Appealing the Second Review: What Is an External Review?

If the second internal review results in an adverse decision, you may be required to appeal again depending on the state law and the type of insurance at issue. The external or “independent” review is undertaken by a third party. If your state doesn’t maintain such an entity, the Department of Health and Human Services (HHS) may oversee the independent review. Keep in mind:

  • You doctor may file an external review on your behalf.
  • This external appeal is either free or comes at a small fee.
  • The appeal for external review must be filed within 60 days of the prior denial letter, and the review itself typically takes no more than 60 days.
  • Documents such as denial letters may provide more information about the external appeal in your state.

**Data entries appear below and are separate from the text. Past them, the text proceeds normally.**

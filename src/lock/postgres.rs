//! PostgreSQL lock manager
//!
//! One row per held key in `ledger_locks`. A row whose lease has expired can
//! be taken over, so a crashed holder cannot block an account forever.

use async_trait::async_trait;
use sqlx::PgPool;
use uuid::Uuid;

use super::{LockError, LockManager, LockSettings};

#[derive(Debug, Clone)]
pub struct PgLockManager {
    pool: PgPool,
    /// Identifies locks taken by this process
    owner_id: Uuid,
    settings: LockSettings,
}

impl PgLockManager {
    pub fn new(pool: PgPool, settings: LockSettings) -> Self {
        Self {
            pool,
            owner_id: Uuid::new_v4(),
            settings,
        }
    }

    async fn try_acquire(&self, key: &str) -> Result<bool, LockError> {
        let acquired: Option<Uuid> = sqlx::query_scalar(
            r#"
            INSERT INTO ledger_locks (lock_key, owner_id, acquired_at, expires_at)
            VALUES ($1, $2, NOW(), NOW() + make_interval(secs => $3))
            ON CONFLICT (lock_key) DO UPDATE SET
                owner_id = EXCLUDED.owner_id,
                acquired_at = EXCLUDED.acquired_at,
                expires_at = EXCLUDED.expires_at
            WHERE ledger_locks.expires_at < NOW()
            RETURNING owner_id
            "#,
        )
        .bind(key)
        .bind(self.owner_id)
        .bind(self.settings.ttl.as_secs_f64())
        .fetch_optional(&self.pool)
        .await?;

        Ok(acquired.is_some())
    }
}

#[async_trait]
impl LockManager for PgLockManager {
    async fn acquire(&self, key: &str) -> Result<bool, LockError> {
        let attempts = self.settings.max_attempts.max(1);

        for attempt in 1..=attempts {
            if self.try_acquire(key).await? {
                return Ok(true);
            }
            if attempt < attempts {
                tracing::debug!(lock_key = %key, attempt, "Lock busy, retrying");
                tokio::time::sleep(self.settings.retry_delay).await;
            }
        }

        Ok(false)
    }

    async fn release(&self, key: &str) -> Result<(), LockError> {
        let result = sqlx::query("DELETE FROM ledger_locks WHERE lock_key = $1 AND owner_id = $2")
            .bind(key)
            .bind(self.owner_id)
            .execute(&self.pool)
            .await?;

        if result.rows_affected() == 0 {
            tracing::warn!(lock_key = %key, "Released lock was no longer held (lease expired?)");
        }
        Ok(())
    }
}
//! API Routes
//!
//! HTTP endpoint definitions.

use axum::{
    extract::{Extension, Path, Query, State},
    http::StatusCode,
    routing::{get, post},
    Json, Router,
};
use rust_decimal::Decimal;
use serde::Deserialize;
use uuid::Uuid;

use crate::balance::BalanceValidation;
use crate::domain::{AccountMovement, MovementType, OperationContext};
use crate::error::{LedgerError, LedgerResult};
use crate::handlers::{AccountBalance, CreateMovementCommand, CreateMovementHandler, LedgerQueries};
use crate::jobs::{MonthlySnapshotReport, SnapshotGenerator};
use crate::lock::LockManager;
use crate::store::{Page, PageRequest, TransactionManager};

use super::middleware::BUSINESS_ID_HEADER;

// =========================================================================
// Application state
// =========================================================================

/// Handlers shared by all routes
pub struct AppState<T: TransactionManager, L: LockManager> {
    pub movements: CreateMovementHandler<T, L>,
    pub queries: LedgerQueries<T>,
    pub snapshots: SnapshotGenerator<T>,
}

impl<T: TransactionManager, L: LockManager> Clone for AppState<T, L> {
    fn clone(&self) -> Self {
        Self {
            movements: self.movements.clone(),
            queries: self.queries.clone(),
            snapshots: self.snapshots.clone(),
        }
    }
}

// =========================================================================
// Request types
// =========================================================================

#[derive(Debug, Deserialize)]
pub struct CreateMovementRequest {
    pub movement_type: MovementType,
    pub amount: Decimal,
    #[serde(default)]
    pub description: Option<String>,
}

#[derive(Debug, Deserialize)]
pub struct ValidateWithdrawalRequest {
    pub amount: Decimal,
}

// =========================================================================
// API Router
// =========================================================================

/// Create the API router
pub fn create_router<T: TransactionManager, L: LockManager>() -> Router<AppState<T, L>> {
    Router::new()
        .route(
            "/accounts/:account_id/movements",
            post(create_movement::<T, L>).get(list_movements::<T, L>),
        )
        .route("/accounts/:account_id/balance", get(get_balance::<T, L>))
        .route(
            "/accounts/:account_id/withdrawals/validate",
            post(validate_withdrawal::<T, L>),
        )
        .route("/movements/:movement_id", get(get_movement::<T, L>))
        .route("/admin/snapshots", post(create_snapshots::<T, L>))
}

/// Tenant of the request, from the X-Business-Id header
fn business_id(context: &OperationContext) -> LedgerResult<Uuid> {
    context.business_id.ok_or_else(|| {
        LedgerError::InvalidRequest(format!("Missing required header: {}", BUSINESS_ID_HEADER))
    })
}

// =========================================================================
// POST /accounts/:account_id/movements
// =========================================================================

async fn create_movement<T: TransactionManager, L: LockManager>(
    State(state): State<AppState<T, L>>,
    Extension(context): Extension<OperationContext>,
    Path(account_id): Path<Uuid>,
    Json(request): Json<CreateMovementRequest>,
) -> Result<(StatusCode, Json<AccountMovement>), LedgerError> {
    let business_id = business_id(&context)?;

    let command =
        CreateMovementCommand::new(account_id, business_id, request.movement_type, request.amount);
    let command = match request.description {
        Some(description) => command.with_description(description),
        None => command,
    };

    let movement = state.movements.execute(command).await?;

    Ok((StatusCode::CREATED, Json(movement)))
}

// =========================================================================
// GET /accounts/:account_id/movements
// =========================================================================

async fn list_movements<T: TransactionManager, L: LockManager>(
    State(state): State<AppState<T, L>>,
    Extension(context): Extension<OperationContext>,
    Path(account_id): Path<Uuid>,
    Query(page): Query<PageRequest>,
) -> Result<Json<Page<AccountMovement>>, LedgerError> {
    let business_id = business_id(&context)?;

    let page = state
        .queries
        .list_movements(account_id, business_id, &page)
        .await?;

    Ok(Json(page))
}

// =========================================================================
// GET /accounts/:account_id/balance
// =========================================================================

async fn get_balance<T: TransactionManager, L: LockManager>(
    State(state): State<AppState<T, L>>,
    Extension(context): Extension<OperationContext>,
    Path(account_id): Path<Uuid>,
) -> Result<Json<AccountBalance>, LedgerError> {
    let business_id = business_id(&context)?;

    let balance = state.queries.current_balance(account_id, business_id).await?;

    Ok(Json(balance))
}

// =========================================================================
// POST /accounts/:account_id/withdrawals/validate
// =========================================================================

async fn validate_withdrawal<T: TransactionManager, L: LockManager>(
    State(state): State<AppState<T, L>>,
    Extension(context): Extension<OperationContext>,
    Path(account_id): Path<Uuid>,
    Json(request): Json<ValidateWithdrawalRequest>,
) -> Result<Json<BalanceValidation>, LedgerError> {
    let business_id = business_id(&context)?;

    let validation = state
        .queries
        .validate_balance(account_id, business_id, request.amount)
        .await?;

    Ok(Json(validation))
}

// =========================================================================
// GET /movements/:movement_id
// =========================================================================

async fn get_movement<T: TransactionManager, L: LockManager>(
    State(state): State<AppState<T, L>>,
    Extension(context): Extension<OperationContext>,
    Path(movement_id): Path<Uuid>,
) -> Result<Json<AccountMovement>, LedgerError> {
    let business_id = business_id(&context)?;

    let movement = state.queries.get_movement(movement_id, business_id).await?;

    Ok(Json(movement))
}

// =========================================================================
// POST /admin/snapshots
// =========================================================================

async fn create_snapshots<T: TransactionManager, L: LockManager>(
    State(state): State<AppState<T, L>>,
) -> Result<Json<MonthlySnapshotReport>, LedgerError> {
    let report = state
        .snapshots
        .create_monthly_snapshots()
        .await
        .map_err(|e| LedgerError::InternalServerError(e.to_string()))?;

    Ok(Json(report))
}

When the Appeals Fail, Should You Bring a Lawsuit?

After exhausting the appeal process, you can still seek to enforce your claim through a lawsuit. You may need a qualified lawyer to file a “bad faith insurance” case against your insurance company. Even if you file a case, it doesn’t mean that the case will necessarily be litigated. Instead, you may achieve a favorable settlement.

Seeking Help from an Attorney

Disputes with insurance companies can be highly complex. To achieve success with your claim against your insurance company, you should consult with an experience insurance lawyer. An attorney can guide you through the appeal process and, if necessary, can bring a civil lawsuit against your insurance company.